COVID Has Underscored the Need for Safe Drinking Water. But Not Everyone Has It.

When the COVID-19 outbreak swept across the U.S., toilet paper, hand sanitizer and Clorox wipes flew off store shelves. But shopping carts have also been full of something that most Americans get supplied straight to their home: water. Shoppers emptied store shelves of bottled water while stockpiling during the initial months of the pandemic. Even Amazon ran out of most brands of bottled water by mid-March. That month ended with an increase in sales of bottled water by 57 percent compared to the same time in 2019.

The novel coronavirus is not a waterborne pathogen. The World Health Organization says the virus’s “risk to water supplies is low.” The Centers for Disease Control and Prevention (CDC) affirmed that “the virus that causes COVID-19 has not been detected in treated drinking water.” And the U.S. Environmental Protection Agency (EPA), which regulates public drinking water, recommends we continue to drink from our taps, as municipal water systems are required by law to remove or kill pathogens, including viruses like COVID-19.

So what explains the bottled water hoarding when local, national and international health experts and environmental authorities have assured us that the H2O from our taps is perfectly fine for consumption?

Consumers stockpile products for various reasons, explain psychologists. For some, it’s about having some sense of control or being prepared in times of uncertainty; for instance, the water aisle is also frequently empty ahead of natural disasters like hurricanes. For others, the perceived scarcity of the stuff drives demand. Many Americans, meanwhile, buy bottled water because they do not trust the water they get through their pipes.

At a more systemic and troubling level, for millions of people living in low-income and neglected communities, buying bottled water is a must because an available source of clean, running water is simply not an option.

For tree-huggers like me, however, bottled water is definitely not the solution. Plastic is terrible for the environment. Plastic bottles take more than 1,000 years to biodegrade, and “[a]t least 8 million tons of plastic end up in our oceans every year,” according to the International Union for Conservation of Nature, which notes that “[t]he most visible and disturbing impacts of marine plastics are the ingestion, suffocation and entanglement of hundreds of marine species.” And in some cases, bottled water has been found to contain disinfection byproducts, fertilizer residue and pain medication. But in an interview, Michigan State University professor and water microbiologist Joan Rose reminded me how lucky I am to not question the safety of my tap.

“Utilities are doing a good job if people just take it for granted,” she said.

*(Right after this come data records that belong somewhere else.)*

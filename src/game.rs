//! The facade UI code talks to
//!
//! Owns the progression state, the settings blob, the quiz pool, the random
//! source and the persistence gateway. Nothing here is global: construct one
//! `Game` at launch and pass it to whatever needs it.
//!
//! Every mutating call writes through to storage unless autosave is off, in
//! which case `flush` must be called before shutdown.

use chrono::Utc;
use glam::Vec2;
use rand::SeedableRng;
use rand_pcg::Pcg32;

use crate::persistence::{PersistenceGateway, ProgressionSnapshot};
use crate::platform::BlobStore;
use crate::quiz::{QuizBank, QuizError, QuizResult, QuizSession, SubjectStats, make_session};
use crate::settings::{EconomyConfig, EconomyField, Settings};
use crate::sim::{
    self, GameEvent, GameState, GarageError, InteractableId, InteractionRejection,
    InteractionSuccess, PurchaseError, TickInput,
};
use crate::world::{self, WorldLayout};

/// A scored quiz plus the coins it paid out
#[derive(Debug, Clone, PartialEq, Eq)]
pub struct QuizSubmission {
    pub result: QuizResult,
    pub coins_awarded: i64,
    pub balance: i64,
}

pub struct Game<S: BlobStore> {
    state: GameState,
    settings: Settings,
    bank: QuizBank,
    rng: Pcg32,
    gateway: PersistenceGateway<S>,
    autosave: bool,
}

impl<S: BlobStore> Game<S> {
    /// Fresh game in the default world; storage is not read
    pub fn new(store: S, seed: u64) -> Self {
        Self::with_world(store, seed, world::default_world(), QuizBank::builtin())
    }

    pub fn with_world(store: S, seed: u64, layout: WorldLayout, bank: QuizBank) -> Self {
        Self {
            state: GameState::new(layout.spawn, layout.interactables),
            settings: Settings::default(),
            bank,
            rng: Pcg32::seed_from_u64(seed),
            gateway: PersistenceGateway::new(store),
            autosave: true,
        }
    }

    /// Fresh game, then settings and progress from storage if present
    pub fn launch(store: S, seed: u64) -> Self {
        let mut game = Self::new(store, seed);
        game.settings = game.gateway.load_settings();
        game.load_progress();
        game
    }

    // === Accessors ===

    pub fn state(&self) -> &GameState {
        &self.state
    }

    pub fn settings(&self) -> &Settings {
        &self.settings
    }

    pub fn economy(&self) -> &EconomyConfig {
        &self.settings.economy
    }

    pub fn bank(&self) -> &QuizBank {
        &self.bank
    }

    pub fn gateway(&self) -> &PersistenceGateway<S> {
        &self.gateway
    }

    pub fn gateway_mut(&mut self) -> &mut PersistenceGateway<S> {
        &mut self.gateway
    }

    pub fn coins(&self) -> i64 {
        self.state.coins()
    }

    pub fn player_position(&self) -> Vec2 {
        self.state.player.pos
    }

    pub fn set_autosave(&mut self, enabled: bool) {
        self.autosave = enabled;
    }

    // === World ===

    /// Advance one frame. Saves when a move completed.
    pub fn tick(&mut self, input: &TickInput, dt: f32) -> Vec<GameEvent> {
        let events = sim::tick(&mut self.state, input, dt, &self.settings.economy, &mut self.rng);
        if !events.is_empty() {
            self.autosave_progress();
        }
        events
    }

    /// Count a completed movement and run the respawn sweep and timers
    pub fn on_movement_completed(&mut self) -> Vec<GameEvent> {
        let events = sim::on_movement_completed(&mut self.state, &self.settings.economy, &mut self.rng);
        self.autosave_progress();
        events
    }

    /// Interact with `id` as if the player stood at `player_pos`
    pub fn attempt_interaction(
        &mut self,
        player_pos: Vec2,
        id: &InteractableId,
    ) -> Result<InteractionSuccess, InteractionRejection> {
        let success = sim::attempt_interaction(
            &mut self.state,
            player_pos,
            id,
            &self.settings.economy,
            &mut self.rng,
            Utc::now(),
        )?;
        self.autosave_progress();
        Ok(success)
    }

    /// Interact from the player's current position
    pub fn interact(&mut self, id: &InteractableId) -> Result<InteractionSuccess, InteractionRejection> {
        self.attempt_interaction(self.state.player.pos, id)
    }

    pub fn swat_bat(&mut self) -> bool {
        let moves = self.state.completed_moves();
        let swatted = self
            .state
            .minigames
            .swat_bat(moves, &self.settings.economy, &mut self.rng);
        if swatted {
            self.autosave_progress();
        }
        swatted
    }

    // === Snowmobiles ===

    pub fn buy_snowmobile(&mut self, id: &str) -> Result<i64, PurchaseError> {
        let balance = self.state.minigames.snowmobiles.buy(
            id,
            &self.settings.economy,
            &mut self.state.ledger,
        )?;
        log::info!("Bought snowmobile '{}', balance {}", id, balance);
        self.autosave_progress();
        Ok(balance)
    }

    pub fn select_snowmobile(&mut self, id: &str) -> Result<(), GarageError> {
        self.state.minigames.snowmobiles.select(id)?;
        self.autosave_progress();
        Ok(())
    }

    pub fn mount_snowmobile(&mut self) -> Result<String, GarageError> {
        let id = self.state.minigames.snowmobiles.mount()?;
        self.autosave_progress();
        Ok(id)
    }

    pub fn dismount_snowmobile(&mut self) -> Option<String> {
        let id = self.state.minigames.snowmobiles.dismount();
        if id.is_some() {
            self.autosave_progress();
        }
        id
    }

    // === Coins ===

    pub fn add_coins(&mut self, amount: i64) -> i64 {
        let balance = self.state.ledger.add_coins(amount);
        self.autosave_progress();
        balance
    }

    pub fn remove_coins(&mut self, amount: i64) -> i64 {
        let balance = self.state.ledger.remove_coins(amount);
        self.autosave_progress();
        balance
    }

    pub fn set_coins(&mut self, amount: i64) -> i64 {
        let balance = self.state.ledger.set_coins(amount);
        self.autosave_progress();
        balance
    }

    pub fn reset_coins(&mut self) -> i64 {
        let balance = self.state.ledger.reset_coins();
        self.autosave_progress();
        balance
    }

    // === Economy ===

    pub fn economy_value(&self, field: EconomyField) -> i64 {
        self.settings.economy.get(field)
    }

    pub fn set_economy_value(&mut self, field: EconomyField, value: i64) -> i64 {
        let result = self.settings.economy.set(field, value);
        self.autosave_settings();
        result
    }

    pub fn adjust_economy_value(&mut self, field: EconomyField, delta: i64) -> i64 {
        let result = self.settings.economy.adjust(field, delta);
        self.autosave_settings();
        result
    }

    pub fn reset_economy(&mut self) {
        self.settings.economy.reset_to_defaults();
        self.autosave_settings();
    }

    // === Quiz ===

    /// New session on `subject` sized by the economy, or `None` if the pool is too small
    pub fn start_quiz(&mut self, subject: &str) -> Option<QuizSession> {
        let count = self.settings.economy.get(EconomyField::QuizQuestionCount).max(1) as usize;
        make_session(subject, self.bank.questions(), count, &mut self.rng)
    }

    /// Score the session, update subject totals and pay out correct answers
    pub fn submit_quiz(&mut self, session: &mut QuizSession) -> Result<QuizSubmission, QuizError> {
        let result = session.submit(&mut self.settings.quiz_stats)?;
        let per_answer = self.settings.economy.get(EconomyField::QuizCorrectReward);
        let coins_awarded = per_answer.saturating_mul(result.correct_count as i64);
        let balance = self.state.ledger.add_coins(coins_awarded);
        self.autosave_settings();
        self.autosave_progress();
        Ok(QuizSubmission {
            result,
            coins_awarded,
            balance,
        })
    }

    pub fn quiz_stats(&self, subject: &str) -> SubjectStats {
        self.settings.quiz_stats.get(subject)
    }

    // === Persistence ===

    pub fn snapshot(&self) -> ProgressionSnapshot {
        ProgressionSnapshot::capture(&self.state, Utc::now())
    }

    pub fn save_progress(&mut self) -> bool {
        let snapshot = self.snapshot();
        self.gateway.save(&snapshot)
    }

    /// Replace in-memory progress with the stored save. Returns false (and
    /// leaves state untouched) when there is nothing usable to load.
    pub fn load_progress(&mut self) -> bool {
        match self.gateway.load() {
            Some(snapshot) => {
                snapshot.apply_to(&mut self.state);
                true
            }
            None => false,
        }
    }

    pub fn save_settings(&mut self) -> bool {
        self.gateway.save_settings(&self.settings)
    }

    /// Write both blobs regardless of the autosave setting
    pub fn flush(&mut self) -> bool {
        let settings_ok = self.save_settings();
        let progress_ok = self.save_progress();
        settings_ok && progress_ok
    }

    /// Wipe progress in memory and save the fresh state
    pub fn reset_progress(&mut self) {
        self.state.reset_progress();
        self.autosave_progress();
    }

    /// Wipe progress in memory and delete the stored save
    pub fn clear_progress(&mut self) -> bool {
        self.state.reset_progress();
        self.gateway.clear_progress()
    }

    fn autosave_progress(&mut self) {
        if self.autosave {
            self.save_progress();
        }
    }

    fn autosave_settings(&mut self) {
        if self.autosave {
            self.save_settings();
        }
    }
}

For most Americans, not being able to find Aquafina, Fiji or Dasani at their supermarket isn’t a big deal. But for the many people who cannot drink their own tap water, wash their hands or bathe because their water service is shut off or because it’s tainted, not having bottled water is a potential health risk.

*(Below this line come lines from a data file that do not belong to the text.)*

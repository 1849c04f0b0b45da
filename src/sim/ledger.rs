//! Coin balance
//!
//! The balance never goes negative and negative amounts are treated as zero.

use serde::{Deserialize, Serialize};
use thiserror::Error;

#[derive(Debug, Clone, PartialEq, Eq, Error)]
pub enum LedgerError {
    #[error("Not enough coins: need {needed}, have {balance}")]
    InsufficientCoins { needed: i64, balance: i64 },
}

#[derive(Debug, Clone, Default, PartialEq, Eq, Serialize, Deserialize)]
#[serde(rename_all = "camelCase")]
pub struct CurrencyLedger {
    coins: i64,
    /// Lifetime coins credited
    #[serde(default)]
    total_earned: i64,
    /// Lifetime coins debited
    #[serde(default)]
    total_spent: i64,
}

impl CurrencyLedger {
    pub fn new() -> Self {
        Self::default()
    }

    pub fn with_balance(coins: i64) -> Self {
        Self {
            coins: coins.max(0),
            ..Self::default()
        }
    }

    /// Rebuild a ledger from saved values
    pub fn restored(coins: i64, total_earned: i64, total_spent: i64) -> Self {
        Self {
            coins: coins.max(0),
            total_earned: total_earned.max(0),
            total_spent: total_spent.max(0),
        }
    }

    pub fn coins(&self) -> i64 {
        self.coins
    }

    pub fn total_earned(&self) -> i64 {
        self.total_earned
    }

    pub fn total_spent(&self) -> i64 {
        self.total_spent
    }

    pub fn add_coins(&mut self, amount: i64) -> i64 {
        let amount = amount.max(0);
        self.coins = self.coins.saturating_add(amount).max(0);
        self.total_earned = self.total_earned.saturating_add(amount);
        self.coins
    }

    /// Remove up to `amount`; the balance bottoms out at zero
    pub fn remove_coins(&mut self, amount: i64) -> i64 {
        let amount = amount.max(0);
        let taken = amount.min(self.coins);
        self.coins = self.coins.saturating_sub(amount).max(0);
        self.total_spent = self.total_spent.saturating_add(taken);
        self.coins
    }

    /// Overwrite the balance; the difference is booked as earned or spent
    pub fn set_coins(&mut self, amount: i64) -> i64 {
        let target = amount.max(0);
        if target >= self.coins {
            self.total_earned = self.total_earned.saturating_add(target - self.coins);
        } else {
            self.total_spent = self.total_spent.saturating_add(self.coins - target);
        }
        self.coins = target;
        self.coins
    }

    pub fn reset_coins(&mut self) -> i64 {
        *self = Self::default();
        self.coins
    }

    pub fn can_afford(&self, amount: i64) -> bool {
        self.coins >= amount.max(0)
    }

    /// Spend the full amount or nothing
    pub fn try_spend(&mut self, amount: i64) -> Result<i64, LedgerError> {
        let amount = amount.max(0);
        if !self.can_afford(amount) {
            return Err(LedgerError::InsufficientCoins {
                needed: amount,
                balance: self.coins,
            });
        }
        Ok(self.remove_coins(amount))
    }
}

Although the CDC says Americans are “fortunate to have one of the safest public drinking water supplies in the world,” and the EPA boasts that more than “92 percent of the population supplied by community water systems receives drinking water that meets all health-based standards all of the time,” Rose’s 2019 article in The Conversation says that’s just “not good enough.”

In a 2018 peer-reviewed study, researchers from the University of California at Irvine and Columbia University found that health-related violations of the Safe Drinking Water Act — the federal law that regulates our tap water — are widespread, with “9-45 million people possibly affected during each of the past 34 years.” In 2015 alone, more than 20 million people “relied on community water systems that violated health-based quality standards,” the authors wrote.

“There is a growing concern about more and more pockets and places where we don’t have safe water,” said Rose, adding that it’s often rural areas, people with low incomes and communities of color who are disproportionately affected and impacted by polluted drinking water.

In 2016, two years after the Flint, Michigan, water crisis began, an Associated Press-GfK poll found “[j]ust under half of Americans” were “extremely or very confident in the safety of their own tap water,” as reported by the Associated Press. Americans with lower levels of income and Black and Latinx people were especially more likely to worry about their water being contaminated, according to the poll.

In Flint, where the switch in the water system poisoned thousands and killed many others in 2014, “[t]he city has inspected more than 25,000 service lines and has replaced 85 percent of the pipes,” according to an April article in ClickOnDetroit, but the pandemic has led to this work being put on hold. And since the crisis in Michigan began, investigations have exposed the pervasive problem of the U.S.’s toxic, aging water lines. A number of cities, notably Newark, New Jersey, have been labeled by the media as “the next Flint.”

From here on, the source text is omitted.